As I moseyed out of the parking lot, the woman said, “We left at two.”
“It’s after seven now,” I said.
“Yes,” she said. “I was scared for that long.”
“We had to make our own trail down the mountain,” said the man.
I was calculating. Five hours for four miles! Again I wanted to see their shoes as my own hiking boot pushed down on the gas pedal. Clearly their missing friends had been worried and gone for help. No more photos of evening light for us, no more camouflaged caribou or munching moose as I matched the speed limit back toward park headquarters.
As soon as Tyler’s phone got service, he handed it to them (their AT&T phones didn’t work). They called their friends, in quick Cantonese exchanging stories. The friends had gone looking for rangers or other helpfuls and found no one. It was after hours. They called the dispatcher, leaving a message. When we pulled into the Murie Science and Learning Center parking lot, the driver’s window in the lone vehicle—the black Dodge Ram—rolled down.

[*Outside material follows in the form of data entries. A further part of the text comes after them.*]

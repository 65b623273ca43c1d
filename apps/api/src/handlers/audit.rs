use axum::body::{Body, Bytes};
use axum::http::header;
use axum::response::{IntoResponse, Response};
use bugzot_application::AuditQuery;
use bugzot_core::AppError;
use bugzot_domain::{AuditDecision, ResourceKind, UserId};
use futures::StreamExt;
use tracing::warn;
use uuid::Uuid;

use super::*;
use crate::dto::{AuditEntryResponse, AuditPageResponse};

/// Filters accepted by the audit endpoints.
#[derive(Debug, Default, Deserialize)]
pub struct AuditQueryParams {
    pub target_type: Option<String>,
    pub target_id: Option<String>,
    pub actor_id: Option<String>,
    pub action: Option<String>,
    pub decision: Option<String>,
    pub after: Option<i64>,
    pub limit: Option<usize>,
}

impl AuditQueryParams {
    fn into_query(self) -> Result<AuditQuery, AppError> {
        let target_id = self
            .target_id
            .as_deref()
            .map(|value| {
                Uuid::parse_str(value).map_err(|error| {
                    AppError::Validation(format!("invalid target_id '{value}': {error}"))
                })
            })
            .transpose()?;

        Ok(AuditQuery {
            target_type: self
                .target_type
                .as_deref()
                .map(str::parse::<ResourceKind>)
                .transpose()?,
            target_id,
            actor_id: self
                .actor_id
                .as_deref()
                .map(str::parse::<UserId>)
                .transpose()?,
            action: self.action,
            decision: self
                .decision
                .as_deref()
                .map(str::parse::<AuditDecision>)
                .transpose()?,
            after_sequence: self.after,
            limit: self.limit.unwrap_or_default(),
        })
    }
}

pub async fn list_audit_handler(
    State(state): State<AppState>,
    Extension(actor): Extension<Actor>,
    Query(params): Query<AuditQueryParams>,
) -> ApiResult<Json<AuditPageResponse>> {
    let page = state
        .audit_service
        .query_page(&actor, params.into_query()?)
        .await?;

    Ok(Json(AuditPageResponse::from(page)))
}

/// Streams every matching entry as newline-delimited JSON.
pub async fn export_audit_handler(
    State(state): State<AppState>,
    Extension(actor): Extension<Actor>,
    Query(params): Query<AuditQueryParams>,
) -> ApiResult<Response> {
    let entries = state
        .audit_service
        .query_audit_for(&actor, params.into_query()?)
        .await?;

    let lines = entries.map(|entry| {
        let entry = entry.inspect_err(|error| warn!(error = %error, "audit export aborted"))?;
        let mut line = serde_json::to_vec(&AuditEntryResponse::from(entry))
            .map_err(|error| AppError::Internal(format!("failed to encode audit entry: {error}")))?;
        line.push(b'\n');
        Ok::<_, AppError>(Bytes::from(line))
    });

    Ok((
        [(header::CONTENT_TYPE, "application/x-ndjson")],
        Body::from_stream(lines),
    )
        .into_response())
}
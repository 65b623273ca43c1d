use axum::Json;
use axum::http::StatusCode;
use axum::response::{IntoResponse, Response};
use bugzot_core::AppError;
use serde::Serialize;
use tracing::{error, warn};
use ts_rs::TS;

/// API error payload.
#[derive(Debug, Serialize, TS)]
#[ts(
    export,
    export_to = "../../../packages/api-types/src/generated/error-response.ts"
)]
pub struct ErrorResponse {
    message: String,
    retryable: bool,
}

/// HTTP API error wrapper around core application errors.
#[derive(Debug)]
pub struct ApiError(pub AppError);

impl From<AppError> for ApiError {
    fn from(value: AppError) -> Self {
        Self(value)
    }
}

impl ApiError {
    fn status(&self) -> StatusCode {
        match self.0 {
            AppError::Validation(_) => StatusCode::BAD_REQUEST,
            AppError::NotFound(_) => StatusCode::NOT_FOUND,
            AppError::Conflict(_)
            | AppError::InvalidTransition(_)
            | AppError::SerializationConflict(_) => StatusCode::CONFLICT,
            AppError::Unauthenticated(_) => StatusCode::UNAUTHORIZED,
            AppError::Forbidden(_) => StatusCode::FORBIDDEN,
            AppError::RateLimited(_) => StatusCode::TOO_MANY_REQUESTS,
            AppError::AuditWriteFailure(_) => StatusCode::SERVICE_UNAVAILABLE,
            AppError::Internal(_) => StatusCode::INTERNAL_SERVER_ERROR,
        }
    }
}

impl IntoResponse for ApiError {
    fn into_response(self) -> Response {
        let status = self.status();
        if status.is_server_error() {
            error!(error = %self.0, status = status.as_u16(), "request failed");
        } else {
            warn!(error = %self.0, status = status.as_u16(), "request rejected");
        }

        let payload = Json(ErrorResponse {
            message: self.0.to_string(),
            retryable: self.0.is_retryable(),
        });

        (status, payload).into_response()
    }
}

/// Standard API result type.
pub type ApiResult<T> = Result<T, ApiError>;
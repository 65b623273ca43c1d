//! PostgreSQL-backed bug repository.

use async_trait::async_trait;
use bugzot_application::{BugChanges, BugListQuery, BugRepository, Committed};
use bugzot_core::{AppError, AppResult};
use bugzot_domain::{Bug, BugId, BugStatus, NewAuditEntry, ProductId, UserId};
use chrono::{DateTime, Utc};
use serde_json::json;
use sqlx::{FromRow, PgPool};
use uuid::Uuid;

use crate::postgres_support::{
    append_audit_entry, begin_serializable, commit, map_sqlx_error, page_bound, retry_serializable,
};

/// PostgreSQL implementation of the bug repository port.
#[derive(Clone)]
pub struct PostgresBugRepository {
    pool: PgPool,
}

impl PostgresBugRepository {
    /// Creates a repository with the provided connection pool.
    #[must_use]
    pub fn new(pool: PgPool) -> Self {
        Self { pool }
    }
}

#[derive(Debug, FromRow)]
struct BugRow {
    id: Uuid,
    product_id: Uuid,
    reporter_id: Uuid,
    assignee_id: Option<Uuid>,
    title: String,
    description: String,
    status: String,
    priority: String,
    created_at: DateTime<Utc>,
    updated_at: DateTime<Utc>,
}

impl TryFrom<BugRow> for Bug {
    type Error = AppError;

    fn try_from(row: BugRow) -> Result<Self, Self::Error> {
        Ok(Self {
            id: BugId::from_uuid(row.id),
            product_id: ProductId::from_uuid(row.product_id),
            reporter_id: UserId::from_uuid(row.reporter_id),
            assignee_id: row.assignee_id.map(UserId::from_uuid),
            title: row.title,
            description: row.description,
            status: row.status.parse()?,
            priority: row.priority.parse()?,
            created_at: row.created_at,
            updated_at: row.updated_at,
        })
    }
}

#[async_trait]
impl BugRepository for PostgresBugRepository {
    async fn find_bug(&self, bug_id: BugId) -> AppResult<Option<Bug>> {
        let row = sqlx::query_as::<_, BugRow>(
            r#"
            SELECT id, product_id, reporter_id, assignee_id, title, description,
                   status, priority, created_at, updated_at
            FROM bugs
            WHERE id = $1
            "#,
        )
        .bind(bug_id.as_uuid())
        .fetch_optional(&self.pool)
        .await
        .map_err(|error| map_sqlx_error(error, "find bug"))?;

        row.map(Bug::try_from).transpose()
    }

    async fn list_bugs(&self, product_id: ProductId, query: BugListQuery) -> AppResult<Vec<Bug>> {
        let rows = sqlx::query_as::<_, BugRow>(
            r#"
            SELECT id, product_id, reporter_id, assignee_id, title, description,
                   status, priority, created_at, updated_at
            FROM bugs
            WHERE product_id = $1 AND ($2::TEXT IS NULL OR status = $2)
            ORDER BY created_at DESC, id ASC
            LIMIT $3 OFFSET $4
            "#,
        )
        .bind(product_id.as_uuid())
        .bind(query.status.map(|status| status.as_str()))
        .bind(page_bound(query.limit))
        .bind(page_bound(query.offset))
        .fetch_all(&self.pool)
        .await
        .map_err(|error| map_sqlx_error(error, "list bugs"))?;

        rows.into_iter().map(Bug::try_from).collect()
    }

    async fn create_bug(&self, bug: Bug, audit: NewAuditEntry) -> AppResult<Committed<Bug>> {
        retry_serializable("create bug", || {
            self.attempt_create_bug(bug.clone(), audit.clone())
        })
        .await
    }

    async fn update_bug(
        &self,
        bug_id: BugId,
        changes: BugChanges,
        audit: NewAuditEntry,
    ) -> AppResult<Committed<Bug>> {
        retry_serializable("update bug", || {
            self.attempt_update_bug(bug_id, changes.clone(), audit.clone())
        })
        .await
    }

    async fn transition_status(
        &self,
        bug_id: BugId,
        next: BugStatus,
        audit: NewAuditEntry,
    ) -> AppResult<Committed<Bug>> {
        retry_serializable("transition status", || {
            self.attempt_transition_status(bug_id, next, audit.clone())
        })
        .await
    }

    async fn delete_bug(&self, bug_id: BugId, audit: NewAuditEntry) -> AppResult<Committed<()>> {
        retry_serializable("delete bug", || self.attempt_delete_bug(bug_id, audit.clone())).await
    }
}

impl PostgresBugRepository {
    async fn attempt_create_bug(
        &self,
        bug: Bug,
        audit: NewAuditEntry,
    ) -> AppResult<Committed<Bug>> {
        let mut transaction = begin_serializable(&self.pool).await?;

        // Blocks a concurrent soft delete or deactivation until this insert commits.
        let is_active = sqlx::query_scalar::<_, bool>(
            r#"
            SELECT is_active FROM products
            WHERE id = $1 AND NOT is_deleted
            FOR SHARE
            "#,
        )
        .bind(bug.product_id.as_uuid())
        .fetch_optional(&mut *transaction)
        .await
        .map_err(|error| map_sqlx_error(error, "lock product"))?
        .ok_or_else(|| {
            AppError::NotFound(format!("product '{}' not found", bug.product_id))
        })?;
        if !is_active {
            return Err(AppError::Conflict(format!(
                "product '{}' is not accepting new bugs",
                bug.product_id
            )));
        }

        let row = sqlx::query_as::<_, BugRow>(
            r#"
            INSERT INTO bugs (
                id, product_id, reporter_id, assignee_id, title, description,
                status, priority, created_at, updated_at
            )
            VALUES ($1, $2, $3, $4, $5, $6, $7, $8, $9, $9)
            RETURNING id, product_id, reporter_id, assignee_id, title, description,
                      status, priority, created_at, updated_at
            "#,
        )
        .bind(bug.id.as_uuid())
        .bind(bug.product_id.as_uuid())
        .bind(bug.reporter_id.as_uuid())
        .bind(bug.assignee_id.map(|assignee_id| assignee_id.as_uuid()))
        .bind(&bug.title)
        .bind(&bug.description)
        .bind(bug.status.as_str())
        .bind(bug.priority.as_str())
        .bind(bug.created_at)
        .fetch_one(&mut *transaction)
        .await
        .map_err(|error| map_sqlx_error(error, "create bug"))?;

        let sequence = append_audit_entry(&mut transaction, &audit).await?;
        commit(transaction, "commit bug creation").await?;

        Ok(Committed::new(Bug::try_from(row)?, sequence))
    }

    async fn attempt_update_bug(
        &self,
        bug_id: BugId,
        changes: BugChanges,
        audit: NewAuditEntry,
    ) -> AppResult<Committed<Bug>> {
        let mut transaction = begin_serializable(&self.pool).await?;

        let changes_assignee = changes.assignee_id.is_some();
        let row = sqlx::query_as::<_, BugRow>(
            r#"
            UPDATE bugs
            SET title = COALESCE($2, title),
                description = COALESCE($3, description),
                priority = COALESCE($4, priority),
                assignee_id = CASE WHEN $5 THEN $6 ELSE assignee_id END,
                updated_at = now()
            WHERE id = $1
            RETURNING id, product_id, reporter_id, assignee_id, title, description,
                      status, priority, created_at, updated_at
            "#,
        )
        .bind(bug_id.as_uuid())
        .bind(changes.title)
        .bind(changes.description)
        .bind(changes.priority.map(|priority| priority.as_str()))
        .bind(changes_assignee)
        .bind(
            changes
                .assignee_id
                .flatten()
                .map(|assignee_id| assignee_id.as_uuid()),
        )
        .fetch_optional(&mut *transaction)
        .await
        .map_err(|error| map_sqlx_error(error, "update bug"))?
        .ok_or_else(|| bug_not_found(bug_id))?;

        let sequence = append_audit_entry(&mut transaction, &audit).await?;
        commit(transaction, "commit bug update").await?;

        Ok(Committed::new(Bug::try_from(row)?, sequence))
    }

    async fn attempt_transition_status(
        &self,
        bug_id: BugId,
        next: BugStatus,
        audit: NewAuditEntry,
    ) -> AppResult<Committed<Bug>> {
        let mut transaction = begin_serializable(&self.pool).await?;

        let current = sqlx::query_scalar::<_, String>(
            r#"
            SELECT status FROM bugs
            WHERE id = $1
            FOR UPDATE
            "#,
        )
        .bind(bug_id.as_uuid())
        .fetch_optional(&mut *transaction)
        .await
        .map_err(|error| map_sqlx_error(error, "lock bug"))?
        .ok_or_else(|| bug_not_found(bug_id))?
        .parse::<BugStatus>()?;

        let next = current.transition_to(next)?;

        let row = sqlx::query_as::<_, BugRow>(
            r#"
            UPDATE bugs
            SET status = $2, updated_at = now()
            WHERE id = $1
            RETURNING id, product_id, reporter_id, assignee_id, title, description,
                      status, priority, created_at, updated_at
            "#,
        )
        .bind(bug_id.as_uuid())
        .bind(next.as_str())
        .fetch_one(&mut *transaction)
        .await
        .map_err(|error| map_sqlx_error(error, "transition bug status"))?;

        let audit = audit.with_detail(json!({ "from": current.as_str(), "to": next.as_str() }));
        let sequence = append_audit_entry(&mut transaction, &audit).await?;
        commit(transaction, "commit bug status transition").await?;

        Ok(Committed::new(Bug::try_from(row)?, sequence))
    }

    async fn attempt_delete_bug(
        &self,
        bug_id: BugId,
        audit: NewAuditEntry,
    ) -> AppResult<Committed<()>> {
        let mut transaction = begin_serializable(&self.pool).await?;

        // Comments and attachments cascade.
        let deleted = sqlx::query("DELETE FROM bugs WHERE id = $1")
            .bind(bug_id.as_uuid())
            .execute(&mut *transaction)
            .await
            .map_err(|error| map_sqlx_error(error, "delete bug"))?;
        if deleted.rows_affected() == 0 {
            return Err(bug_not_found(bug_id));
        }

        let sequence = append_audit_entry(&mut transaction, &audit).await?;
        commit(transaction, "commit bug deletion").await?;

        Ok(Committed::new((), sequence))
    }
}

fn bug_not_found(bug_id: BugId) -> AppError {
    AppError::NotFound(format!("bug '{bug_id}' not found"))
}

“Oh my god,” said the man. “We didn’t know what to do. We saw the people who went up the trail first come back, and we saw the people who went in after come back. We thought you’d been eaten by bears!”
The passenger in my backseat was pushing something at me. “I have no cash,” he said.
“Oh, no,” I said. “No. We don’t want anything.”
“Please take this.”
“No need,” Tyler echoed.
“Please,” the man said. “Chinese energy bars.”
“We were too scared to eat them,” said the woman, stepping from the Subaru toward her friends, who were still thanking us for the rescue.
“No worries,” I said, as doors and windows closed.
Pulling slowly away, I said to Tyler, “Did you see her shoes?”
“Dammit, I forgot to look.”
Tyler unwrapped the package, which had a well-balanced photo of peas and multiple beans and corn set behind red and green calligraphic letters. Inside were eighteen individually wrapped packages. He pulled one open. It looked like a Pepperidge Farm Pirouette—you remember those sweet curled cookies your mother used to buy on special occasions? All those beans and grains and peas smashed together and rolled into a crusty crunchy pastry-like cookie thing, 0.4 grams of protein and 2474 kj of energy apiece.
We ate two each as we drove back toward the last light of the day.
On the package: This product is manufactured from cereals of 12 kinds of natural by the latest science and technology an antiseptic neither and nor spice are added. Natural is the best, lease do for food with a concentrated mind.
Our minds refocused, we searched for wild species in the fading light.